Эти кластеры также чрезвычайно малы, в масштабе 100 нанометров в ширину. Поскольку они такие крошечные и мимолетные, кластеры Pol II и другие слабые и временные взаимодействия в значительной степени скрыты от глаз, по существу, невидимые для обычных методов визуализации.Чтобы увидеть эти взаимодействия, Сиссе и его коллеги разработали метод визуализации сверхвысокого разрешения для визуализации клеточных процессов на уровне отдельных молекул.
Методика команды основана на двух существующих методах сверхвысокого разрешения — фотоактивационной микроскопии локализации (PALM) и микроскопии стохастической оптической реконструкции (STORM). Оба метода включают маркировку интересующих молекул и их подсветку одну за другой, чтобы определить, где каждая молекула находится в пространстве. Затем ученые могут объединить позиции каждой молекулы, чтобы создать одно изображение клеточного региона в сверхвысоком разрешении.Будучи невероятно точными, эти методы визуализации основаны на предположении, что каждая молекула остается неподвижной.

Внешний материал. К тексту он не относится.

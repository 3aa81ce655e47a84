mod card;
mod grid;

use ratatui::layout::{Constraint, Direction, Layout, Rect};
use ratatui::style::{Color, Modifier, Style};
use ratatui::text::{Line, Span};
use ratatui::widgets::Paragraph;
use ratatui::Frame;

use crate::app::App;
use crate::paginator::LoadState;

pub fn render(frame: &mut Frame, app: &App) {
    // keep in sync with layout::CHROME_HEIGHT
    let chunks = Layout::default()
        .direction(Direction::Vertical)
        .constraints([
            Constraint::Length(1),
            Constraint::Length(1),
            Constraint::Min(0),
            Constraint::Length(1),
        ])
        .split(frame.area());

    render_header(frame, app, chunks[0]);
    render_section_label(frame, app, chunks[1]);
    grid::render(frame, app, chunks[2]);
    render_status_bar(frame, app, chunks[3]);
}

fn render_header(frame: &mut Frame, app: &App, area: Rect) {
    let title = format!("lectern - {}", app.ui.title);

    let header = Paragraph::new(Line::from(vec![Span::styled(
        title,
        Style::default()
            .fg(Color::Cyan)
            .add_modifier(Modifier::BOLD),
    )]))
    .style(Style::default().bg(Color::DarkGray));

    frame.render_widget(header, area);
}

/// The section heading doubles as a link to the catalogue home page.
fn render_section_label(frame: &mut Frame, app: &App, area: Rect) {
    let label = Paragraph::new(Line::from(vec![
        Span::styled(
            app.ui.title.clone(),
            Style::default()
                .fg(Color::White)
                .add_modifier(Modifier::BOLD),
        ),
        Span::raw("  "),
        Span::styled(
            format!("[o] {}", app.ui.home_url),
            Style::default().fg(Color::DarkGray),
        ),
    ]));

    frame.render_widget(label, area);
}

fn render_status_bar(frame: &mut Frame, app: &App, area: Rect) {
    let count = app.lectures().len();

    let status = if let Some(error) = &app.error {
        Line::from(vec![Span::styled(
            format!("Error: {}", error),
            Style::default().fg(Color::Red),
        )])
    } else if let Some(message) = &app.status {
        Line::from(vec![Span::styled(
            message.clone(),
            Style::default().fg(Color::Green),
        )])
    } else {
        let (state, color) = match app.paginator.state() {
            LoadState::Loading => ("Loading...".to_string(), Color::Yellow),
            LoadState::Exhausted => (format!("All {} lectures loaded", count), Color::Gray),
            LoadState::Idle => (format!("{} lectures", count), Color::Gray),
        };
        Line::from(vec![
            Span::styled(state, Style::default().fg(color)),
            Span::styled(
                " | hjkl/g/G: nav | Ctrl+d/u: page | Enter: open | y: yank | r: refresh | q: quit",
                Style::default().fg(Color::Gray),
            ),
        ])
    };

    let status_bar = Paragraph::new(status).style(Style::default().bg(Color::DarkGray));
    frame.render_widget(status_bar, area);
}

Молекулы, которые приходят и уходят, быстро группируются и рассеиваются, трудно отследить. Чтобы поймать кластеры Pol II в действии, Сиссе и его команда изменили существующие методы визуализации сверхвысокого разрешения, глядя не только на положение отдельного фермента, но и на частоту обнаружения молекул. Чем выше частота обнаружения, тем выше вероятность образования кластера.

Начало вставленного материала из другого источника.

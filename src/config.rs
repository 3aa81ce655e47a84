use serde::Deserialize;
use std::path::{Path, PathBuf};

use crate::error::{LecternError, Result};

pub const DEFAULT_PAGE_SIZE: u32 = 30;

#[derive(Debug, Clone, Deserialize)]
#[serde(default)]
pub struct ApiConfig {
    pub base_url: String,
    pub endpoint: String,
    pub page_size: u32,
    pub page_param: String,
    pub size_param: String,
    pub token_env: Option<String>,
    pub token_command: Option<String>,
}

impl Default for ApiConfig {
    fn default() -> Self {
        Self {
            base_url: "http://localhost:8080".to_string(),
            endpoint: "/api/lectures".to_string(),
            page_size: DEFAULT_PAGE_SIZE,
            page_param: "page".to_string(),
            size_param: "size".to_string(),
            token_env: Some("LECTERN_TOKEN".to_string()),
            token_command: None,
        }
    }
}

#[derive(Debug, Clone, Deserialize)]
#[serde(default)]
pub struct UiConfig {
    pub title: String,
    pub home_url: String,
    pub lecture_url: String,
    pub min_card_width: u16,
    pub card_height: u16,
    pub sentinel_height: u16,
    pub sentinel_threshold: f32,
}

impl Default for UiConfig {
    fn default() -> Self {
        Self {
            title: "Open Lectures".to_string(),
            home_url: "http://localhost:8080/".to_string(),
            lecture_url: "http://localhost:8080/lectures/{id}".to_string(),
            min_card_width: 32,
            card_height: 6,
            sentinel_height: 1,
            sentinel_threshold: 0.5,
        }
    }
}

#[derive(Debug, Clone, Deserialize, Default)]
pub struct Config {
    #[serde(default)]
    pub api: ApiConfig,
    #[serde(default)]
    pub ui: UiConfig,
}

fn config_path() -> Option<PathBuf> {
    let config_dir = dirs::config_dir()?;
    Some(config_dir.join("lectern").join("config.toml"))
}

impl Config {
    /// Load from the user config dir, falling back to defaults when the file
    /// is missing or does not parse.
    pub fn load() -> Self {
        let Some(path) = config_path() else {
            return Config::default();
        };

        match Self::from_file(&path) {
            Ok(config) => config,
            Err(e) => {
                if path.exists() {
                    tracing::warn!("ignoring {}: {}", path.display(), e);
                }
                Config::default()
            }
        }
    }

    /// Load an explicitly requested file. Errors are returned, not swallowed.
    pub fn from_file(path: &Path) -> Result<Self> {
        let content = std::fs::read_to_string(path)?;
        Self::parse(&content)
    }

    pub fn parse(content: &str) -> Result<Self> {
        let config: Config =
            toml::from_str(content).map_err(|e| LecternError::Config(e.to_string()))?;
        config.validate()?;
        Ok(config)
    }

    fn validate(&self) -> Result<()> {
        if self.api.page_size == 0 {
            return Err(LecternError::Config("api.page_size must be at least 1".into()));
        }
        if self.ui.card_height < 3 {
            return Err(LecternError::Config("ui.card_height must be at least 3".into()));
        }
        if self.ui.min_card_width < 8 {
            return Err(LecternError::Config("ui.min_card_width must be at least 8".into()));
        }
        if self.ui.sentinel_height == 0 {
            return Err(LecternError::Config("ui.sentinel_height must be at least 1".into()));
        }
        if !(self.ui.sentinel_threshold > 0.0 && self.ui.sentinel_threshold <= 1.0) {
            return Err(LecternError::Config(
                "ui.sentinel_threshold must be in (0, 1]".into(),
            ));
        }
        Ok(())
    }
}
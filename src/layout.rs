use crate::config::UiConfig;

/// Lines taken by the header, the section label and the status bar.
pub const CHROME_HEIGHT: u16 = 3;

/// Geometry of the card grid and the sentinel row below it.
///
/// Positions are in terminal lines measured from the top of the grid
/// content; scrolling is in whole card rows.
#[derive(Debug, Clone, Copy, PartialEq, Eq)]
pub struct GridLayout {
    pub columns: usize,
    pub card_width: u16,
    pub card_height: u16,
    pub sentinel_height: u16,
    pub viewport_height: u16,
}

impl GridLayout {
    pub fn new(width: u16, height: u16, ui: &UiConfig) -> Self {
        let columns = (width / ui.min_card_width.max(1)).max(1);
        Self {
            columns: columns as usize,
            card_width: (width / columns).max(1),
            card_height: ui.card_height.max(1),
            sentinel_height: ui.sentinel_height.max(1),
            viewport_height: height,
        }
    }

    /// Layout for the grid area of a terminal of the given size.
    pub fn for_terminal(width: u16, height: u16, ui: &UiConfig) -> Self {
        Self::new(width, height.saturating_sub(CHROME_HEIGHT), ui)
    }

    pub fn rows(&self, len: usize) -> usize {
        len.div_ceil(self.columns)
    }

    pub fn row_of(&self, index: usize) -> usize {
        index / self.columns
    }

    /// Card rows that fit entirely in the viewport (at least one).
    pub fn visible_rows(&self) -> usize {
        ((self.viewport_height / self.card_height) as usize).max(1)
    }

    /// First line of the sentinel, directly under the last card row.
    pub fn sentinel_top(&self, len: usize) -> usize {
        self.rows(len) * self.card_height as usize
    }

    /// Fraction of the sentinel inside the viewport, in `[0, 1]`.
    pub fn sentinel_visibility(&self, len: usize, scroll_row: usize) -> f32 {
        let offset = (scroll_row * self.card_height as usize) as i64;
        let top = self.sentinel_top(len) as i64 - offset;
        let bottom = top + self.sentinel_height as i64;

        let lo = top.max(0);
        let hi = bottom.min(self.viewport_height as i64);
        if hi <= lo {
            return 0.0;
        }
        (hi - lo) as f32 / self.sentinel_height as f32
    }

    /// Scroll offset that keeps `selected` on screen, moving as little as
    /// possible from `current`. With the last row selected the sentinel is
    /// brought into view as well, when the viewport has room for both.
    pub fn scroll_for(&self, selected: usize, len: usize, current: usize) -> usize {
        if len == 0 {
            return 0;
        }

        let rows = self.rows(len);
        let row = self.row_of(selected.min(len - 1));
        let fit = self.visible_rows();

        let mut offset = current.min(row);
        if row >= offset + fit {
            offset = row + 1 - fit;
        }

        if row == rows - 1 {
            let room = self.viewport_height.saturating_sub(self.sentinel_height) / self.card_height;
            let needed = rows.saturating_sub(room as usize);
            offset = offset.max(needed.min(row));
        }

        offset
    }
}
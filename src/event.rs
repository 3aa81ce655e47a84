use crossterm::event::{KeyCode, KeyEvent, KeyModifiers};

#[derive(Debug, Clone, Copy, PartialEq, Eq)]
pub enum Wheel {
    Up,
    Down,
}

#[derive(Debug, Clone)]
pub enum Event {
    Init,
    Tick,
    Render,
    Key(KeyEvent),
    Wheel(Wheel),
    Resize(u16, u16),
}

impl Event {
    pub fn is_quit(&self) -> bool {
        matches!(
            self,
            Event::Key(KeyEvent {
                code: KeyCode::Char('c'),
                modifiers: KeyModifiers::CONTROL,
                ..
            })
        )
    }
}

Команда применила свою технику к ячейкам изображения, используя камеру, которая записывала один кадр каждые 50 миллисекунд, непрерывно работая до 10 000 кадров.Временное время жизниЗатем они создали клеточную линию, которая включала яркую флуоресцентную метку для мРНК, а также флуоресцентную метку другого цвета для ферментов Pol II.
Команда применила свою технику сверхвысокого разрешения для изображения определенного гена внутри клетки, называемого бета-актином, который был подробно охарактеризован. В экспериментах с живыми клетками исследователи заметили, что, хотя ранее транскрибированные молекулы мРНК загорались на гене, новые кластеры Pol II появлялись на том же гене в течение примерно 8 секунд, а затем разбирались.Из этих экспериментов группа была неуверена в том, оказывают ли кластеры какое-либо влияние на продукцию мРНК, поскольку время, необходимое от начала транскрипции до полного производства мРНК, занимает значительно больше времени — около 2,5 минут. Может ли кластер, появляющийся лишь на долю этого времени, оказывать какое-либо влияние на мРНК?

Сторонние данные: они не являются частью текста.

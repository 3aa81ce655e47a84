//! Test doubles shared by unit tests.

use std::collections::HashMap;
use std::sync::Mutex;

use async_trait::async_trait;

use crate::error::{LecternError, Result};
use crate::source::LectureSource;
use crate::types::{Lecture, Visibility};

pub fn lecture(id: u64, public: bool) -> Lecture {
    Lecture {
        id,
        title: format!("Lecture {}", id),
        instructor: Some(format!("Instructor {}", id % 7)),
        description: None,
        category: None,
        url: None,
        visibility: if public {
            Visibility::Public
        } else {
            Visibility::Private
        },
        created_at: None,
    }
}

pub fn lectures(
    ids: impl IntoIterator<Item = u64>,
    public: impl Fn(u64) -> bool,
) -> Vec<Lecture> {
    ids.into_iter().map(|id| lecture(id, public(id))).collect()
}

#[derive(Debug)]
enum Reply {
    Page(Vec<Lecture>),
    Fail(String),
    Pending,
}

/// A source answering from a per-page script. Unscripted pages are empty.
#[derive(Debug, Default)]
pub struct ScriptedSource {
    replies: HashMap<u32, Reply>,
    calls: Mutex<Vec<(u32, u32)>>,
}

impl ScriptedSource {
    pub fn new() -> Self {
        Self::default()
    }

    pub fn page(mut self, page: u32, lectures: Vec<Lecture>) -> Self {
        self.replies.insert(page, Reply::Page(lectures));
        self
    }

    pub fn fail(mut self, page: u32, message: &str) -> Self {
        self.replies.insert(page, Reply::Fail(message.to_string()));
        self
    }

    /// The fetch for `page` never resolves.
    pub fn pending(mut self, page: u32) -> Self {
        self.replies.insert(page, Reply::Pending);
        self
    }

    /// `(page, page_size)` of every fetch issued so far.
    pub fn calls(&self) -> Vec<(u32, u32)> {
        self.calls.lock().unwrap().clone()
    }
}

#[async_trait]
impl LectureSource for ScriptedSource {
    fn name(&self) -> &str {
        "scripted"
    }

    async fn fetch_lectures(&self, page: u32, page_size: u32) -> Result<Vec<Lecture>> {
        self.calls.lock().unwrap().push((page, page_size));
        match self.replies.get(&page) {
            Some(Reply::Page(lectures)) => Ok(lectures.clone()),
            Some(Reply::Fail(message)) => Err(LecternError::Fetch(message.clone())),
            Some(Reply::Pending) => futures::future::pending().await,
            None => Ok(Vec::new()),
        }
    }
}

Чтобы ответить на этот вопрос, команда стимулировала клетки химическим коктейлем, который, как они знали, повлияет на транскрипцию генов и выход мРНК. В этих клетках они обнаружили, что непосредственно перед появлением пика мРНК на гене формировались кластеры, которые фактически оставались стабильными в течение 24 секунд — четырехкратное увеличение типичного времени жизни кластера. Более того, количество мРНК увеличилось на аналогичную величину.После повторения эксперимента на 207 живых клетках команда обнаружила, что время жизни кластеров Pol II напрямую связано с количеством мРНК, продуцируемой одним и тем же геном.
Сиссе предполагает, что, возможно, кластеры Pol II действуют как эффективный драйвер транскрипции генов, ускоряя в противном случае неэффективный процесс.«Логично, что вам не нужен эффективный процесс инициации, потому что вы не хотите случайным образом включать какой-либо ген только потому, что произошла случайная коллизия», — говорит Сиссе. «Но вы также хотите иметь способ изменить инициирование с неэффективного на эффективный процесс, например, когда вы хотите экспрессировать ген в ответ на некоторые стимулы окружающей среды. Мы думаем, что эти временные кластеры, вероятно, являются способом, которым клетка может сделать инициацию транскрипции эффективной ».Затем Сиссе планирует продолжить свои исследования кластеров Pol II, чтобы определить, какие силы удерживают их вместе, а также как они образуются и имеют ли другие молекулярные факторы кластеры с аналогичными эффектами.
«Я подозреваю, что есть новые биофизические явления, возникающие в результате слабых и временных взаимодействий», — говорит Сиссе. «Это малоизученная область биологии, и поскольку взаимодействия настолько неуловимы, мы очень мало понимаем, как регулирующие процессы происходят внутри живой клетки».